Tuesday, Oct. 30, 2012

One Classy Find: 1963 high school ring to be returned to family

- dyawger@mercedsunstar.com

Shawn Binn never knew her father, who was killed in a car crash when she was 2 years old. But through a set of fortuitous circumstances, she soon will get to know her dad a little better through his long-lost high school class ring.

El Capitan High School alumni recently held a 50-year class reunion, and an outgrowth of that gathering will see George Warren Binn's 1963 class ring placed in Shawn Binn's hands.

About 1990, Bill Halpin, a former Merced High School physical education teacher and water polo coach, found the ring with the initials GWB while he was watching his students play flag football behind the field house at the back of the campus.

Halpin put the ring in a drawer in his school office desk and forgot about it for eight years until he moved to a coaching position at Merced College.

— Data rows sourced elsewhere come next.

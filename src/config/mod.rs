use crate::utils::{
    get_config_path, DEFAULT_METADATA_DIR, DEFAULT_MIGRATIONS_DIR, DEFAULT_SEEDS_DIR,
};
use serde::{Deserialize, Serialize};
use std::collections::HashMap;
use std::path::{Path, PathBuf};
use thiserror::Error;
use tokio::fs;

#[derive(Error, Debug)]
pub enum ConfigError {
    #[error("IO error: {0}")]
    IoError(#[from] std::io::Error),

    #[error("YAML error: {0}")]
    YamlError(#[from] serde_yaml::Error),

    #[error("Invalid endpoint {0}: {1}")]
    InvalidEndpoint(String, url::ParseError),

    #[error("Unsupported config version {0}, expected 1, 2 or 3")]
    UnsupportedVersion(u32),
}

fn default_config_version() -> u32 {
    3
}

fn default_endpoint() -> String {
    "http://localhost:8080".to_string()
}

fn default_migrations_directory() -> String {
    DEFAULT_MIGRATIONS_DIR.to_string()
}

fn default_seeds_directory() -> String {
    DEFAULT_SEEDS_DIR.to_string()
}

fn default_metadata_directory() -> String {
    DEFAULT_METADATA_DIR.to_string()
}

/// Custom API paths, relative to the endpoint
#[derive(Debug, Clone, PartialEq, Eq, Serialize, Deserialize)]
pub struct ApiPaths {
    #[serde(default = "ApiPaths::default_query")]
    pub query: String,
    #[serde(default = "ApiPaths::default_metadata")]
    pub metadata: String,
    #[serde(default = "ApiPaths::default_v2_query")]
    pub v2_query: String,
    #[serde(default = "ApiPaths::default_version")]
    pub version: String,
}

impl ApiPaths {
    fn default_query() -> String {
        "v1/query".to_string()
    }

    fn default_metadata() -> String {
        "v1/metadata".to_string()
    }

    fn default_v2_query() -> String {
        "v2/query".to_string()
    }

    fn default_version() -> String {
        "v1/version".to_string()
    }
}

impl Default for ApiPaths {
    fn default() -> Self {
        Self {
            query: Self::default_query(),
            metadata: Self::default_metadata(),
            v2_query: Self::default_v2_query(),
            version: Self::default_version(),
        }
    }
}

/// Database backend behind a data source. Decides the `v1/metadata` action prefix.
#[derive(Debug, Clone, Copy, PartialEq, Eq, Default, Serialize, Deserialize)]
#[serde(rename_all = "lowercase")]
pub enum DatabaseDriver {
    #[default]
    Postgres,
    Mysql,
}

impl DatabaseDriver {
    /// Prefix for source-scoped `v1/metadata` actions
    pub fn prefix(&self) -> &'static str {
        match self {
            DatabaseDriver::Postgres => "pg_",
            DatabaseDriver::Mysql => "mysql_",
        }
    }
}

/// Project configuration, stored in `config.yaml`
#[derive(Debug, Clone, Serialize, Deserialize)]
pub struct ProjectConfig {
    #[serde(default = "default_config_version")]
    pub version: u32,
    #[serde(default = "default_endpoint")]
    pub endpoint: String,
    #[serde(default, skip_serializing_if = "Option::is_none")]
    pub admin_secret: Option<String>,
    /// Deprecated, superseded by `admin_secret`
    #[serde(default, skip_serializing_if = "Option::is_none")]
    pub access_key: Option<String>,
    #[serde(default)]
    pub api_paths: ApiPaths,
    #[serde(default, skip_serializing_if = "HashMap::is_empty")]
    pub headers: HashMap<String, String>,
    #[serde(default = "default_migrations_directory")]
    pub migrations_directory: String,
    #[serde(default = "default_seeds_directory")]
    pub seeds_directory: String,
    #[serde(default = "default_metadata_directory")]
    pub metadata_directory: String,
    #[serde(default)]
    pub database_driver: DatabaseDriver,
    /// Data source migrations run against. Empty means the server default.
    #[serde(default)]
    pub source: String,
    /// Send `check_metadata_consistency: false` with every migration `run_sql`
    #[serde(default)]
    pub disable_metadata_consistency_check: bool,
    #[serde(default, skip_serializing_if = "Option::is_none")]
    pub timeout_secs: Option<u64>,
}

impl Default for ProjectConfig {
    fn default() -> Self {
        Self {
            version: default_config_version(),
            endpoint: default_endpoint(),
            admin_secret: None,
            access_key: None,
            api_paths: ApiPaths::default(),
            headers: HashMap::new(),
            migrations_directory: default_migrations_directory(),
            seeds_directory: default_seeds_directory(),
            metadata_directory: default_metadata_directory(),
            database_driver: DatabaseDriver::default(),
            source: String::new(),
            disable_metadata_consistency_check: false,
            timeout_secs: None,
        }
    }
}

impl ProjectConfig {
    /// Check the config version and that the endpoint parses as a URL
    pub fn validate(&self) -> Result<(), ConfigError> {
        if !(1..=3).contains(&self.version) {
            return Err(ConfigError::UnsupportedVersion(self.version));
        }
        url::Url::parse(&self.endpoint)
            .map_err(|e| ConfigError::InvalidEndpoint(self.endpoint.clone(), e))?;
        Ok(())
    }

    pub fn migrations_path(&self, project_path: &Path) -> PathBuf {
        project_path.join(&self.migrations_directory)
    }

    pub fn seeds_path(&self, project_path: &Path) -> PathBuf {
        project_path.join(&self.seeds_directory)
    }

    pub fn metadata_path(&self, project_path: &Path) -> PathBuf {
        project_path.join(&self.metadata_directory)
    }
}

/// Read the configuration file
pub async fn read_config(project_path: &Path) -> Result<Option<ProjectConfig>, ConfigError> {
    let config_path = get_config_path(project_path);

    if !config_path.exists() {
        return Ok(None);
    }

    let content = fs::read_to_string(&config_path).await?;
    let config: ProjectConfig = serde_yaml::from_str(&content)?;
    Ok(Some(config))
}

/// Write the configuration file
pub async fn write_config(project_path: &Path, config: &ProjectConfig) -> Result<(), ConfigError> {
    let config_path = get_config_path(project_path);
    let content = serde_yaml::to_string(config)?;
    fs::write(&config_path, content).await?;
    Ok(())
}
use super::types::{CatalogError, CatalogState, CliState, VersionedCliState};
use crate::client::{metadata_request_no_prefix, post, Operation, Transport};
use serde_json::json;
use std::sync::Arc;
use tracing::debug;

/// Reads and replaces the `cli` catalog state through the metadata endpoint.
#[derive(Clone)]
pub struct CatalogStore {
    transport: Arc<dyn Transport>,
    path: String,
}

impl CatalogStore {
    pub fn new(transport: Arc<dyn Transport>, path: impl Into<String>) -> Self {
        Self {
            transport,
            path: path.into(),
        }
    }

    /// Fetch the whole catalog state.
    pub async fn get(&self) -> Result<CatalogState, CatalogError> {
        let request = metadata_request_no_prefix("get_catalog_state", json!({}));
        let response = post(self.transport.as_ref(), &self.path, &request).await?;
        Ok(response.json()?)
    }

    /// Fetch and decode the cli state.
    pub async fn get_cli_state(&self) -> Result<VersionedCliState, CatalogError> {
        self.get().await?.cli()
    }

    /// Replace the cli state. No revision check.
    pub async fn set(&self, state: &CliState) -> Result<(), CatalogError> {
        let request = Self::set_operation(state)?;
        debug!(revision = state.revision, "Setting cli state");
        post(self.transport.as_ref(), &self.path, &request)
            .await?
            .error_for_status()?;
        Ok(())
    }

    /// Fail if the remote revision moved away from `expected` since it was read.
    pub async fn check_revision(&self, expected: u64) -> Result<(), CatalogError> {
        let found = match self.get_cli_state().await? {
            VersionedCliState::V2(state) => state.revision,
            VersionedCliState::V1(_) => 0,
        };
        if found != expected {
            return Err(CatalogError::ConcurrentModification { expected, found });
        }
        Ok(())
    }

    /// Replace the cli state if nobody else wrote it since `state` was read.
    /// Returns the written state, which carries the next revision.
    pub async fn set_checked(&self, state: &CliState) -> Result<CliState, CatalogError> {
        self.check_revision(state.revision).await?;
        let next = CliState {
            revision: state.revision + 1,
            ..state.clone()
        };
        self.set(&next).await?;
        Ok(next)
    }

    /// `set_catalog_state` operation, for sending the write inside a bulk.
    pub fn set_operation(state: &CliState) -> Result<Operation, CatalogError> {
        Ok(metadata_request_no_prefix(
            "set_catalog_state",
            json!({ "type": "cli", "state": state.to_value()? }),
        ))
    }
}
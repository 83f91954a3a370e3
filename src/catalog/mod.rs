//! Catalog state store: the engine-side JSON blob where modern servers keep
//! the list of applied migrations and the migration settings.

mod store;
mod types;

pub use store::CatalogStore;
pub use types::{
    CatalogError, CatalogState, CliState, CliStateV1, MigrationRecord, MigrationSettings,
    VersionedCliState, CLI_STATE_VERSION, DEFAULT_MIGRATION_MODE,
};
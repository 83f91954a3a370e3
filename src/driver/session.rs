use super::DriverError;
use crate::bulk::BulkBuilder;
use crate::client::{Operation, RunSqlArgs, RunSqlStyle};
use crate::migration::{MigrationKind, MigrationVersion};
use crate::state::VersionChange;
use std::sync::atomic::{AtomicBool, Ordering};
use std::sync::Arc;
use tracing::debug;

/// Releases the driver lock when the session goes away, committed or not.
#[derive(Debug)]
pub(super) struct LockGuard(Arc<AtomicBool>);

impl LockGuard {
    /// Take the lock, or `None` if it is held.
    pub(super) fn acquire(flag: &Arc<AtomicBool>) -> Option<Self> {
        flag.compare_exchange(false, true, Ordering::AcqRel, Ordering::Acquire)
            .ok()
            .map(|_| Self(Arc::clone(flag)))
    }
}

impl Drop for LockGuard {
    fn drop(&mut self) {
        self.0.store(false, Ordering::Release);
    }
}

/// Operations accumulated between [`Driver::lock`](super::Driver::lock) and
/// [`Driver::unlock`](super::Driver::unlock). Nothing reaches the server
/// until the session is committed.
#[derive(Debug)]
pub struct BulkSession {
    pub(super) bulk: BulkBuilder,
    pub(super) changes: Vec<VersionChange>,
    style: RunSqlStyle,
    disable_consistency_check: bool,
    _guard: LockGuard,
}

impl BulkSession {
    pub(super) fn new(style: RunSqlStyle, disable_consistency_check: bool, guard: LockGuard) -> Self {
        Self {
            bulk: BulkBuilder::new(),
            changes: Vec::new(),
            style,
            disable_consistency_check,
            _guard: guard,
        }
    }

    /// Stage the content of one migration file.
    ///
    /// SQL becomes a single `run_sql`; empty SQL stages nothing. Metadata must
    /// be a YAML list of operations, each staged on its own. On a parse error
    /// everything staged so far is discarded.
    pub fn run(&mut self, content: &str, kind: MigrationKind, file: &str) -> Result<(), DriverError> {
        match kind {
            MigrationKind::Sql => {
                if content.trim().is_empty() {
                    debug!(file = %file, "Skipping empty SQL migration");
                    return Ok(());
                }
                let mut args = RunSqlArgs::new(content);
                if self.disable_consistency_check {
                    args.check_metadata_consistency = Some(false);
                }
                self.bulk.append(self.style.operation(args), file);
            }
            MigrationKind::Metadata => match parse_metadata(content) {
                Ok(operations) => {
                    for operation in operations {
                        self.bulk.append(operation, file);
                    }
                }
                Err(message) => {
                    self.reset();
                    return Err(DriverError::ParseError {
                        file: file.to_string(),
                        message,
                    });
                }
            },
        }
        Ok(())
    }

    /// Record `version` as applied when the session is committed.
    pub fn insert_version(&mut self, version: MigrationVersion, name: Option<&str>) {
        self.changes.push(VersionChange::Insert {
            version,
            name: name.map(str::to_string),
        });
    }

    /// Record `version` as rolled back when the session is committed.
    pub fn remove_version(&mut self, version: MigrationVersion) {
        self.changes.push(VersionChange::Remove(version));
    }

    /// Whether committing would send nothing.
    pub fn is_empty(&self) -> bool {
        self.bulk.is_empty() && self.changes.is_empty()
    }

    pub fn operations(&self) -> &[Operation] {
        self.bulk.operations()
    }

    pub fn changes(&self) -> &[VersionChange] {
        &self.changes
    }

    /// Discard staged operations and bookkeeping. The session stays open.
    pub fn reset(&mut self) {
        self.bulk.reset();
        self.changes.clear();
    }
}

fn parse_metadata(content: &str) -> Result<Vec<Operation>, String> {
    let value: serde_yaml::Value = serde_yaml::from_str(content).map_err(|e| e.to_string())?;
    match value {
        serde_yaml::Value::Null => Ok(Vec::new()),
        serde_yaml::Value::Sequence(items) => items
            .into_iter()
            .enumerate()
            .map(|(i, item)| {
                serde_yaml::from_value(item).map_err(|e| format!("operation {}: {}", i, e))
            })
            .collect(),
        _ => Err("expected a list of metadata operations".to_string()),
    }
}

Recent news coverage about the half-century El Capitan reunion reminded Halpin about the ring and he contacted the chairman of the reunion committee, Mike Bik, who tracked down Binn's widow, brother, sister and daughter.

The present Merced High School on West Olive Avenue was built in 1959 and was known at first as El Capitan High School until 1962 when it was renamed. As juniors, students could pick either an El Capitan or a Merced High class ring.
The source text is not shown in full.